The Sixth MAD Symposium, subtitled “Mind the Gap,” ran August 26th and 27th in Copenhagen, and I had the great pleasure of attending the event and indulging in those two days of talking, thinking, and hospitality. The entity behind the event is MAD, an organization founded by the chef Rene Redzepi that has as its stated goal “transforming our food system by giving chefs and restaurateurs the skills, community, time, and space to create real and sustainable change in their restaurants, in their communities, and across the world.”
The event has admirably evolved from its early days in 2011, when the reputation I observed and heard was that of a gathering—perhaps cool, perhaps self-indulgent, undoubtedly fun—of the world’s new generation of cutting-edge celebrity chefs, the ones who for the most part had a famous home base restaurant, a strong media presence, and rapidly increasingly influences over the direction of the culinary field. These were personages like David Chang, Massimo Bottura, Alex Stupak, Alex Attala, and Daniel Patterson—a kind of exclusive group of esoteric, international indie-rock chefs.

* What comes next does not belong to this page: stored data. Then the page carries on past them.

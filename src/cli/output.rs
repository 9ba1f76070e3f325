use serde::Serialize;

use crate::model::task::Task;

// ---------------------------------------------------------------------------
// JSON output structs
// ---------------------------------------------------------------------------

/// One task, in the same layout the list is stored in
#[derive(Serialize)]
pub struct TaskJson<'a> {
    pub key: &'a str,
    pub value: &'a str,
    pub completed: bool,
    pub image: Option<&'a str>,
}

#[derive(Serialize)]
pub struct TaskListJson<'a> {
    pub count: usize,
    pub tasks: Vec<TaskJson<'a>>,
}

/// Result of a mutating command
#[derive(Serialize)]
pub struct ChangeJson<'a> {
    pub action: &'a str,
    pub id: &'a str,
    pub changed: bool,
    #[serde(skip_serializing_if = "Option::is_none")]
    pub task: Option<TaskJson<'a>>,
}

pub fn task_to_json(task: &Task) -> TaskJson<'_> {
    TaskJson {
        key: task.id.as_str(),
        value: &task.text,
        completed: task.completed,
        image: task.image_ref.as_deref(),
    }
}

pub fn task_list_json<'a>(tasks: &[&'a Task]) -> TaskListJson<'a> {
    TaskListJson {
        count: tasks.len(),
        tasks: tasks.iter().map(|&t| task_to_json(t)).collect(),
    }
}

// ---------------------------------------------------------------------------
// Text formatting
// ---------------------------------------------------------------------------

fn check_char(task: &Task) -> char {
    if task.completed { 'x' } else { ' ' }
}

/// `[x] 1700000000000 Buy milk  @file:///photo.jpg`
pub fn format_task_line(task: &Task) -> String {
    let image = task
        .image_ref
        .as_ref()
        .map(|uri| format!("  @{}", uri))
        .unwrap_or_default();
    format!("[{}] {} {}{}", check_char(task), task.id, task.text, image)
}
pub mod app;
pub mod input;
pub mod render;
pub mod theme;

#[cfg(test)]
pub(crate) mod test_support;

pub use app::run;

At the sixth annual gathering last month, however, the celebrity chef aspect of MAD was not especially prominent—whether due to an intentional shift by the organizers, due to growth in audience size over the intervening years, or due to a natural evolution in where those chefs are putting their attention. Whatever the reason, it’s a good development for the Symposium. A more diverse audience seems to be attending, finding a platform, having critical conversations, and leaving with ideas and inspirations. That growing diversity was expressed in many ways at MAD (relative to the culinary sector generally and culinary conferences specifically)—a significant number of women, a wide range of skin colors, non-famous chefs from far-away places, professionals from non-restaurant food businesses, and people from every stage of the career ladder. Yes, tattooed white guys with beards were heavily (over)represented, but we were in Scandinavia, after all.
MAD’s attention to “minding the gap”—the gap between those who cook and toil around the world and those who are given a public platform and a voice in media—was, most importantly, given quite significant prominence on the main stage. The #MeToo movement that has rocked the movie, media, and culinary worlds over the past year was a core theme throughout the Symposium.
After warming up the crowd physically (with coffee, breakfast, and the Big Red Tent) and emotionally (with Jay Fai demonstrating her crab omelet technique and other speakers), the second half of the first day featured a wrenching talk by Trish Nelson, the former employee of the Spotted Pig restaurant who publicly accused owner Ken Friedman of serious sexual harassment, and then a panel discussion led by journalist Kim Severson, who authored the article featuring Trish’s allegations, alongside Wade Davis, a former NFL player and now corporate inclusion consultant, and Lisa Donovan, a James Beard Award-winning pastry chef from Nashville who has detailed her own experiences of sexual violence in the restaurant industry. This one-two punch of #MeToo real talk was by far the most intense two hours of content I’ve listened to at a food conference, and it was very effectively executed.
In terms of hospitality, attendees would expect nothing less than the best from an organization associated with Rene Redzepi and Noma. Unsurprisingly, that’s what was doled out, from the first ferry ride to the final party. Every part of the food, beverage, transportation, and amenities program was executed with elegance, warmth, speed, and quality, though never with a focus on the luxury or exclusivity that would be expected in many of the restaurants in this event’s orbits. The staff and volunteers had a clear mission to make everyone feel welcome and comfortable throughout the Symposium, and to do so with ease and cheer.
If MAD can continue on this track, under the guidance of Executive Director Melina Shannon-DiPietro, it may join the ranks of the most impactful and thoughtful food conferences each year and shed the cool-chefs-only vibe of its early days.